Now depending on how well resourced the Cybersecurity Teams are in a organisation, these tests end up being automated in a ‘set and forget’ fashion. The results are usually quickly glanced at and if an interaction has been carried out by the recipient, they are either put on a training course on how to spot these sorts of emails and potentially their manager is informed. This will depend on an organisation by organisation case and your milage may vary.
To illustrate, lets picture a scenario. A colleague in a department gets one of these test emails and clicks on a link. Once they click on it, they will most likely receive a message to say that they have clicked on a test malicious email and now they will have to be enrolled in additional training. Their Manager might get in touch to reiterate the point that they should be more careful when working with emails. The Cybersecurity Team will also likely send a reminder on how to spot these sorts of emails and may increase the frequency of test malicious emails to anyone who ‘failed’ these tests.
At this point, the co-worker is probably going to feel upset that they have potentially been unfairly tricked by the Cybersecurity Team and its turned into, potentially, something stressful as they may have to speak to their Manager about it and been enrolled into additional training. Perhaps even disappointment as they feel they have let the side down.
The Cybersecurity Teams will also need to manage the additional workload on triaging these test emails and correlate metrics to work out the risk at that given point.
Additionally, the constant frequency of these tests and potentially the same variation will mean fatigue is going to set in. Most will no longer report these test emails and may get used to the particular characteristics of these test emails, whilst potentially missing legitimate ones. After all, there are only so many sending domains that can be used for conducting tests and with under resourced Cybersecurity departments, not a lot of time is going to dedicated to constantly update the different tactics used by malicious actors.
On the other side of the fence, other co-workers will increase the amount of legitimate emails being flagged as malicious, which is turn places a bigger burden on Cybersecurity Teams. With automation, if an email is falsely identified, it email will be automatically Quarantined and will need to be removed from Quarantine.
This leads me to a post I came across recently from the Google Security Blog:
As noted in the Blog, Phishing remains one of the top attack vectors despite the increased effort in training users and constant testing against malicious emails.
So do these constant tests work in protecting an organisation? Well, there definitely is a place for conducting these tests but we do need a different approach. Rather than trying to surprise co-workers with these tests, we should use them as learning opportunities and encourage them to report an email that does not feel ‘right’.

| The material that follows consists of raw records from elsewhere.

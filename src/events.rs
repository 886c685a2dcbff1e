// 📜 Bundle Events - What happened to the bundle, and when

use chrono::{DateTime, Utc};
use serde::{Deserialize, Serialize};
use std::collections::VecDeque;
use uuid::Uuid;

/// Events kept before the oldest ones are dropped
pub const EVENT_HISTORY_LIMIT: usize = 1_000;

#[derive(Debug, Clone, PartialEq, Serialize, Deserialize)]
#[serde(tag = "type", rename_all = "snake_case")]
pub enum EventKind {
    ProductAdded { id: String },
    ProductRemoved { id: String },
    QuantityChanged { id: String, quantity: u32 },
    BundleConfirmed { confirmation_id: Uuid, total: f64 },
    /// Confirm requested while below the discount threshold
    BundleRejected { selected: usize, required: usize },
    BundleReset,
    ElementMissing { element: String },
}

#[derive(Debug, Clone, PartialEq, Serialize, Deserialize)]
pub struct BundleEvent {
    pub at: DateTime<Utc>,
    pub kind: EventKind,
}

impl BundleEvent {
    pub fn now(kind: EventKind) -> Self {
        BundleEvent {
            at: Utc::now(),
            kind,
        }
    }

    pub fn is_confirmation(&self) -> bool {
        matches!(self.kind, EventKind::BundleConfirmed { .. })
    }
}

/// Bounded history kept by the controller; the oldest events fall off
#[derive(Debug, Clone)]
pub struct EventLog {
    events: VecDeque<BundleEvent>,
    capacity: usize,
}

impl Default for EventLog {
    fn default() -> Self {
        Self::with_capacity(EVENT_HISTORY_LIMIT)
    }
}

impl EventLog {
    pub fn with_capacity(capacity: usize) -> Self {
        let capacity = capacity.max(1);
        EventLog {
            events: VecDeque::with_capacity(capacity),
            capacity,
        }
    }

    pub fn record(&mut self, kind: EventKind) {
        if self.events.len() == self.capacity {
            self.events.pop_front();
        }
        self.events.push_back(BundleEvent::now(kind));
    }

    /// Oldest first
    pub fn events(&self) -> &VecDeque<BundleEvent> {
        &self.events
    }

    pub fn last(&self) -> Option<&BundleEvent> {
        self.events.back()
    }
}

Educate co-workers what to look out for and how to report malicious emails correctly. Foster a culture of understanding and openness as it is not going to be possible to achieve 100% success rates against malicious emails. Cybersecurity Teams are not out to ‘get you’ and would rather be informed about a malicious email so they are in a better position to deal with it than fostering a culture of fear about whether an email should be reported.